┌──

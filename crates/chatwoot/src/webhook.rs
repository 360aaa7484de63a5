use {serde::Deserialize, tracing::debug};

use switchboard_platforms::{CanonicalMessage, MessageMetadata, PlatformType};

/// Inbound webhook event. Chatwoot sends one flat JSON object per event
/// with an `event` discriminator.
#[derive(Debug, Clone, Deserialize)]
pub struct WebhookEvent {
    pub event: String,
    /// Conversation id for `conversation_updated` events.
    #[serde(default)]
    pub id: Option<i64>,
    #[serde(default)]
    pub content: Option<String>,
    #[serde(default)]
    pub message_type: Option<String>,
    #[serde(default)]
    pub private: Option<bool>,
    #[serde(default)]
    pub conversation: Option<EventConversation>,
    #[serde(default)]
    pub sender: Option<EventSender>,
    /// Message list attached to `conversation_updated` events.
    #[serde(default)]
    pub messages: Option<Vec<EventMessage>>,
}

#[derive(Debug, Clone, Deserialize)]
pub struct EventConversation {
    pub id: i64,
}

#[derive(Debug, Clone, Deserialize)]
pub struct EventSender {
    #[serde(default)]
    pub id: Option<i64>,
    #[serde(default)]
    pub name: Option<String>,
}

#[derive(Debug, Clone, Deserialize)]
pub struct EventMessage {
    #[serde(default)]
    pub content: Option<String>,
    #[serde(default)]
    pub message_type: Option<serde_json::Value>,
    #[serde(default)]
    pub private: Option<bool>,
    #[serde(default)]
    pub sender: Option<EventSender>,
}

/// True for agent replies that should flow outward. Incoming messages are
/// echoes of content the bridge itself filed (or contact traffic on another
/// channel) and private messages are internal notes; both must stay inside
/// the desk, which is also what breaks the forward → webhook → forward loop
/// on the desk side.
fn is_forwardable(message_type: Option<&serde_json::Value>, private: Option<bool>) -> bool {
    if private.unwrap_or(false) {
        return false;
    }
    match message_type {
        // The API encodes message_type as "outgoing" in webhook payloads and
        // as 1 in conversation snapshots.
        Some(serde_json::Value::String(s)) => s == "outgoing",
        Some(serde_json::Value::Number(n)) => n.as_i64() == Some(1),
        _ => false,
    }
}

/// Normalize a webhook event into a canonical message.
///
/// Events that carry no actionable message (`contact_updated`, incoming
/// echoes, private notes, unrecognized event types) normalize to `None` —
/// never an error, so the webhook delivery itself always succeeds and the
/// origin platform has no reason to disable it.
pub fn normalize_event(instance_id: &str, event: &WebhookEvent) -> Option<CanonicalMessage> {
    match event.event.as_str() {
        "message_created" => {
            let message_type = event
                .message_type
                .as_ref()
                .map(|s| serde_json::Value::String(s.clone()));
            if !is_forwardable(message_type.as_ref(), event.private) {
                debug!(event = %event.event, "skipping non-forwardable chatwoot message");
                return None;
            }
            let conversation_id = event.conversation.as_ref()?.id;
            let content = event.content.as_deref()?.trim();
            if content.is_empty() {
                return None;
            }
            Some(build_message(
                instance_id,
                conversation_id,
                content,
                event.sender.as_ref(),
            ))
        },
        "conversation_updated" => {
            let conversation_id = event
                .id
                .or_else(|| event.conversation.as_ref().map(|c| c.id))?;
            let messages = event.messages.as_deref().unwrap_or_default();
            let last = messages.last()?;
            if !is_forwardable(last.message_type.as_ref(), last.private) {
                return None;
            }
            let content = last.content.as_deref()?.trim();
            if content.is_empty() {
                return None;
            }
            Some(build_message(
                instance_id,
                conversation_id,
                content,
                last.sender.as_ref(),
            ))
        },
        // Informational only; no message to route.
        "contact_updated" => None,
        other => {
            debug!(event = other, "ignoring unrecognized chatwoot event");
            None
        },
    }
}

fn build_message(
    instance_id: &str,
    conversation_id: i64,
    content: &str,
    sender: Option<&EventSender>,
) -> CanonicalMessage {
    CanonicalMessage {
        origin: PlatformType::Chatwoot,
        instance_id: instance_id.to_string(),
        conversation_id: conversation_id.to_string(),
        sender_id: sender
            .and_then(|s| s.id)
            .map(|id| id.to_string())
            .unwrap_or_default(),
        sender_name: sender.and_then(|s| s.name.clone()),
        text: content.to_string(),
        metadata: MessageMetadata::default(),
    }
}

└──

Counting only lines that contain the string "PlatformType", say how many appear in the listing above, with the number as the entire reply.

• _Completed exercise_
2